Busting Your Silos? You Need Improv.

 
 

by Holly Mandel

More and more companies are discovering that, amid rapid growth and scaling, they’ve unintentionally built a culture of silos. We know silos are great for corn, not as great for organizations if they prevent collaboration and unity. The data speaks volumes: a recent Salesforce report found that 70% of customer experience leaders view silo mentality as the primary barrier to effective service. And according to a Harvard Business Review Analytics Services survey, 67% of failed collaborations are the result of siloed departments.

These silos can take different forms depending on the root cause — whether it’s driven by self-preservation, elitism, or tunnel vision.
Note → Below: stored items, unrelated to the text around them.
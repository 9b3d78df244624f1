//! In-process substrate implementation.
//!
//! Faithful to the contract the real replicated backend provides: ack-wait
//! redelivery on the work queue, durable per-consumer cursors on streams,
//! TTL expiry on the ephemeral store, and a change feed that misses nothing
//! registered before a snapshot. Multiple simulated nodes share one
//! `Arc<MemorySubstrate>` in tests, standing in for the replicated cluster.

use super::{Acker, EventStream, KvBucket, KvEntry, Message, ObjectStore, PullConsumer, Substrate, WorkQueue};
use crate::error::{HarborError, Result};
use async_trait::async_trait;
use parking_lot::{Mutex, RwLock};
use std::collections::{BTreeMap, HashMap, VecDeque};
use std::sync::Arc;
use std::time::Duration;
use tokio::sync::{mpsc, Notify};
use tokio::time::Instant;

/// How long a puller naps between queue re-checks while blocked. Short
/// enough that expired ack deadlines are noticed promptly.
const POLL_INTERVAL: Duration = Duration::from_millis(20);

/// In-memory implementation of every substrate resource.
pub struct MemorySubstrate {
    temp_ttl: Option<Duration>,
    kv: RwLock<HashMap<String, Arc<MemoryKvBucket>>>,
    queues: RwLock<HashMap<String, Arc<MemoryWorkQueue>>>,
    streams: RwLock<HashMap<String, Arc<MemoryStream>>>,
    temp: Arc<MemoryObjectStore>,
    durable: Arc<MemoryObjectStore>,
}

impl MemorySubstrate {
    pub fn new() -> Arc<Self> {
        Self::with_temp_ttl(None)
    }

    /// Build a substrate whose ephemeral store expires objects after `ttl`.
    pub fn with_temp_ttl(ttl: Option<Duration>) -> Arc<Self> {
        Arc::new(Self {
            temp_ttl: ttl,
            kv: RwLock::new(HashMap::new()),
            queues: RwLock::new(HashMap::new()),
            streams: RwLock::new(HashMap::new()),
            temp: Arc::new(MemoryObjectStore::new(ttl)),
            durable: Arc::new(MemoryObjectStore::new(None)),
        })
    }
}

/// A per-node view of a shared substrate.
///
/// KV buckets, queues, streams and the temp store are replicated and shared
/// by every node; the durable store is node-local, like a node's own disk.
/// Multi-node tests give each simulated node its own view over one shared
/// [`MemorySubstrate`].
pub struct NodeView {
    shared: Arc<MemorySubstrate>,
    durable: Arc<MemoryObjectStore>,
}

impl MemorySubstrate {
    pub fn node_view(self: &Arc<Self>) -> Arc<NodeView> {
        Arc::new(NodeView {
            shared: self.clone(),
            durable: Arc::new(MemoryObjectStore::new(None)),
        })
    }
}

impl Substrate for NodeView {
    fn kv_bucket(&self, name: &str) -> Arc<dyn KvBucket> {
        self.shared.kv_bucket(name)
    }

    fn work_queue(&self, subject: &str, ack_wait: Duration) -> Arc<dyn WorkQueue> {
        self.shared.work_queue(subject, ack_wait)
    }

    fn event_stream(&self, subject: &str) -> Arc<dyn EventStream> {
        self.shared.event_stream(subject)
    }

    fn temp_store(&self) -> Arc<dyn ObjectStore> {
        self.shared.temp_store()
    }

    fn durable_store(&self) -> Arc<dyn ObjectStore> {
        self.durable.clone()
    }
}

impl Substrate for MemorySubstrate {
    fn kv_bucket(&self, name: &str) -> Arc<dyn KvBucket> {
        let mut buckets = self.kv.write();
        buckets
            .entry(name.to_string())
            .or_insert_with(|| Arc::new(MemoryKvBucket::default()))
            .clone()
    }

    fn work_queue(&self, subject: &str, ack_wait: Duration) -> Arc<dyn WorkQueue> {
        let mut queues = self.queues.write();
        queues
            .entry(subject.to_string())
            .or_insert_with(|| Arc::new(MemoryWorkQueue::new(ack_wait)))
            .clone()
    }

    fn event_stream(&self, subject: &str) -> Arc<dyn EventStream> {
        let mut streams = self.streams.write();
        streams
            .entry(subject.to_string())
            .or_insert_with(|| Arc::new(MemoryStream::default()))
            .clone()
    }

    fn temp_store(&self) -> Arc<dyn ObjectStore> {
        self.temp.clone()
    }

    fn durable_store(&self) -> Arc<dyn ObjectStore> {
        self.durable.clone()
    }
}

// ---------------------------------------------------------------------------
// KV bucket

#[derive(Default)]
struct MemoryKvBucket {
    entries: RwLock<BTreeMap<String, Arc<Vec<u8>>>>,
    watchers: Mutex<Vec<mpsc::UnboundedSender<KvEntry>>>,
}

#[async_trait]
impl KvBucket for MemoryKvBucket {
    async fn get(&self, key: &str) -> Result<Option<Vec<u8>>> {
        Ok(self.entries.read().get(key).map(|v| (**v).clone()))
    }

    async fn put(&self, key: &str, value: Vec<u8>) -> Result<()> {
        let value = Arc::new(value);
        self.entries.write().insert(key.to_string(), value.clone());

        let entry = KvEntry {
            key: key.to_string(),
            value: (*value).clone(),
        };
        // a closed receiver just drops out of the watcher list
        self.watchers.lock().retain(|tx| tx.send(entry.clone()).is_ok());
        Ok(())
    }

    async fn entries(&self) -> Result<Vec<KvEntry>> {
        Ok(self
            .entries
            .read()
            .iter()
            .map(|(k, v)| KvEntry {
                key: k.clone(),
                value: (**v).clone(),
            })
            .collect())
    }

    async fn watch(&self) -> Result<mpsc::UnboundedReceiver<KvEntry>> {
        let (tx, rx) = mpsc::unbounded_channel();
        self.watchers.lock().push(tx);
        Ok(rx)
    }
}

// ---------------------------------------------------------------------------
// Work queue

struct Inflight {
    payload: Arc<Vec<u8>>,
    deadline: Instant,
}

#[derive(Default)]
struct QueueState {
    next_id: u64,
    pending: VecDeque<(u64, Arc<Vec<u8>>)>,
    inflight: HashMap<u64, Inflight>,
}

struct QueueInner {
    state: Mutex<QueueState>,
    notify: Notify,
    ack_wait: Duration,
}

struct MemoryWorkQueue {
    inner: Arc<QueueInner>,
}

impl MemoryWorkQueue {
    fn new(ack_wait: Duration) -> Self {
        Self {
            inner: Arc::new(QueueInner {
                state: Mutex::new(QueueState::default()),
                notify: Notify::new(),
                ack_wait,
            }),
        }
    }
}

impl QueueInner {
    /// Move messages whose ack deadline lapsed back to the head of the queue.
    fn requeue_expired(&self, state: &mut QueueState) {
        let now = Instant::now();
        let expired: Vec<u64> = state
            .inflight
            .iter()
            .filter(|(_, inf)| inf.deadline <= now)
            .map(|(id, _)| *id)
            .collect();
        for id in expired {
            if let Some(inf) = state.inflight.remove(&id) {
                state.pending.push_front((id, inf.payload));
            }
        }
    }
}

#[async_trait]
impl WorkQueue for MemoryWorkQueue {
    async fn publish(&self, payload: Vec<u8>) -> Result<()> {
        {
            let mut state = self.inner.state.lock();
            let id = state.next_id;
            state.next_id += 1;
            state.pending.push_back((id, Arc::new(payload)));
        }
        self.inner.notify.notify_waiters();
        Ok(())
    }

    async fn pull(&self, timeout: Duration) -> Result<Option<Message>> {
        let deadline = Instant::now() + timeout;
        loop {
            {
                let mut state = self.inner.state.lock();
                self.inner.requeue_expired(&mut state);
                if let Some((id, payload)) = state.pending.pop_front() {
                    state.inflight.insert(
                        id,
                        Inflight {
                            payload: payload.clone(),
                            deadline: Instant::now() + self.inner.ack_wait,
                        },
                    );
                    return Ok(Some(Message {
                        payload: (*payload).clone(),
                        acker: Arc::new(QueueAcker {
                            inner: self.inner.clone(),
                            id,
                        }),
                    }));
                }
            }

            let now = Instant::now();
            if now >= deadline {
                return Ok(None);
            }
            let nap = POLL_INTERVAL.min(deadline - now);
            tokio::select! {
                _ = self.inner.notify.notified() => {}
                _ = tokio::time::sleep(nap) => {}
            }
        }
    }
}

struct QueueAcker {
    inner: Arc<QueueInner>,
    id: u64,
}

#[async_trait]
impl Acker for QueueAcker {
    async fn ack(&self) {
        self.inner.state.lock().inflight.remove(&self.id);
    }

    async fn nak(&self) {
        let requeued = {
            let mut state = self.inner.state.lock();
            if let Some(inf) = state.inflight.remove(&self.id) {
                state.pending.push_front((self.id, inf.payload));
                true
            } else {
                false
            }
        };
        if requeued {
            self.inner.notify.notify_waiters();
        }
    }

    async fn in_progress(&self) {
        let mut state = self.inner.state.lock();
        let ack_wait = self.inner.ack_wait;
        if let Some(inf) = state.inflight.get_mut(&self.id) {
            inf.deadline = Instant::now() + ack_wait;
        }
    }
}

// ---------------------------------------------------------------------------
// Event stream

#[derive(Default)]
struct StreamInner {
    log: RwLock<Vec<Arc<Vec<u8>>>>,
    /// Durable cursor per consumer name: the next sequence to deliver.
    cursors: Mutex<HashMap<String, u64>>,
    notify: Notify,
}

#[derive(Default)]
struct MemoryStream {
    inner: Arc<StreamInner>,
}

#[async_trait]
impl EventStream for MemoryStream {
    async fn publish(&self, payload: Vec<u8>) -> Result<()> {
        self.inner.log.write().push(Arc::new(payload));
        self.inner.notify.notify_waiters();
        Ok(())
    }

    async fn durable_consumer(&self, name: &str) -> Result<Box<dyn PullConsumer>> {
        // first registration starts at the beginning of the backlog
        self.inner.cursors.lock().entry(name.to_string()).or_insert(0);
        Ok(Box::new(MemoryPullConsumer {
            inner: self.inner.clone(),
            name: name.to_string(),
        }))
    }
}

struct MemoryPullConsumer {
    inner: Arc<StreamInner>,
    name: String,
}

#[async_trait]
impl PullConsumer for MemoryPullConsumer {
    async fn next(&mut self, timeout: Duration) -> Result<Option<Message>> {
        let deadline = Instant::now() + timeout;
        loop {
            let seq = *self
                .inner
                .cursors
                .lock()
                .get(&self.name)
                .ok_or_else(|| HarborError::StreamClosed(self.name.clone()))?;

            let payload = self.inner.log.read().get(seq as usize).cloned();
            if let Some(payload) = payload {
                return Ok(Some(Message {
                    payload: (*payload).clone(),
                    acker: Arc::new(StreamAcker {
                        inner: self.inner.clone(),
                        name: self.name.clone(),
                        seq,
                    }),
                }));
            }

            let now = Instant::now();
            if now >= deadline {
                return Ok(None);
            }
            let nap = POLL_INTERVAL.min(deadline - now);
            tokio::select! {
                _ = self.inner.notify.notified() => {}
                _ = tokio::time::sleep(nap) => {}
            }
        }
    }
}

struct StreamAcker {
    inner: Arc<StreamInner>,
    name: String,
    seq: u64,
}

#[async_trait]
impl Acker for StreamAcker {
    async fn ack(&self) {
        let mut cursors = self.inner.cursors.lock();
        if let Some(cursor) = cursors.get_mut(&self.name) {
            if *cursor == self.seq {
                *cursor = self.seq + 1;
            }
        }
    }

    async fn nak(&self) {
        // the cursor never advanced; the next pull redelivers this sequence
        self.inner.notify.notify_waiters();
    }

    async fn in_progress(&self) {}
}

// ---------------------------------------------------------------------------
// Object store

struct ObjectEntry {
    data: Arc<Vec<u8>>,
    expires: Option<Instant>,
}

impl ObjectEntry {
    fn expired(&self) -> bool {
        self.expires.is_some_and(|at| at <= Instant::now())
    }
}

struct MemoryObjectStore {
    ttl: Option<Duration>,
    objects: RwLock<HashMap<String, BTreeMap<String, ObjectEntry>>>,
}

impl MemoryObjectStore {
    fn new(ttl: Option<Duration>) -> Self {
        Self {
            ttl,
            objects: RwLock::new(HashMap::new()),
        }
    }
}

#[async_trait]
impl ObjectStore for MemoryObjectStore {
    async fn put(&self, bucket: &str, key: &str, data: Vec<u8>) -> Result<()> {
        let entry = ObjectEntry {
            data: Arc::new(data),
            expires: self.ttl.map(|ttl| Instant::now() + ttl),
        };
        self.objects
            .write()
            .entry(bucket.to_string())
            .or_default()
            .insert(key.to_string(), entry);
        Ok(())
    }

    async fn get(&self, bucket: &str, key: &str) -> Result<Vec<u8>> {
        let objects = self.objects.read();
        match objects.get(bucket).and_then(|b| b.get(key)) {
            Some(entry) if !entry.expired() => Ok((*entry.data).clone()),
            _ => Err(HarborError::NotFound(format!("{}/{}", bucket, key))),
        }
    }

    async fn exists(&self, bucket: &str, key: &str) -> Result<bool> {
        let objects = self.objects.read();
        Ok(objects
            .get(bucket)
            .and_then(|b| b.get(key))
            .is_some_and(|entry| !entry.expired()))
    }

    async fn list(&self, bucket: &str, prefix: &str) -> Result<Vec<String>> {
        let objects = self.objects.read();
        Ok(objects
            .get(bucket)
            .map(|b| {
                b.iter()
                    .filter(|(k, entry)| k.starts_with(prefix) && !entry.expired())
                    .map(|(k, _)| k.clone())
                    .collect()
            })
            .unwrap_or_default())
    }
}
But the outcomes are usually the same: breakdowns in communication, disjointed efforts, and a lack of the cohesion needed to operate as an integrated whole.

When organizations begin the work of breaking down silos, they often overlook a critical step: reorienting the entire workforce to think, feel, and function as one collective unit. Systems Theory reminds us that shifting components within a system can create temporary improvements—but unless the system’s underlying purpose or vision is transformed, the old patterns tend to re-emerge. When that purpose is clearly redefined and reinforced, the whole system begins to shift accordingly.

Uniting a diverse group of people with different roles, priorities, and workflows is no small feat. It’s a powerful intention—yet it’s one that can’t be fulfilled through a rousing keynote or new clever slogan alone. It requires an experiential reset—an interruption to business as usual—that enables the team to reassemble and reengage as a single, connected entity.

We work with organizations that recognize the necessity of a truly aligned team. Any offsite or leadership summit that aims to eliminate silos and spark interdepartmental collaboration must offer the opportunity to experience something that hits the reset button and genuinely sets the stage so real change can occur. Without it, any transformation is unlikely to last.

We’ve had the privilege of launching events—from intimate 40-person gatherings to 400-person summits—using the tools and mechanisms of corporate improv to reconnect employees and foster a team-first mindset. Here’s how:

  1. Hierarchies and cliques are upended through intentional design—participants rotate through constantly shifting small groups, ensuring a level playing field.

  2. A shared language of agreement and possibility emerges—improv is not just a performance technique; it instills the core principles of agile collaboration and creative problem-solving.

  3. Engaging, immersive exercises create strong bonds—they spark real relationships, build trust, and reinforce essential communication habits.

  4. Spontaneous collaboration and collective creativity take root—offering an embodied experience of teamwork that abstract messages about "unity" or "synergy" can’t replicate.

So if your organization is entering a phase where tearing down silos is mission-critical, consider starting with corporate improv. It lays the groundwork for a culture that works—and grows—as one.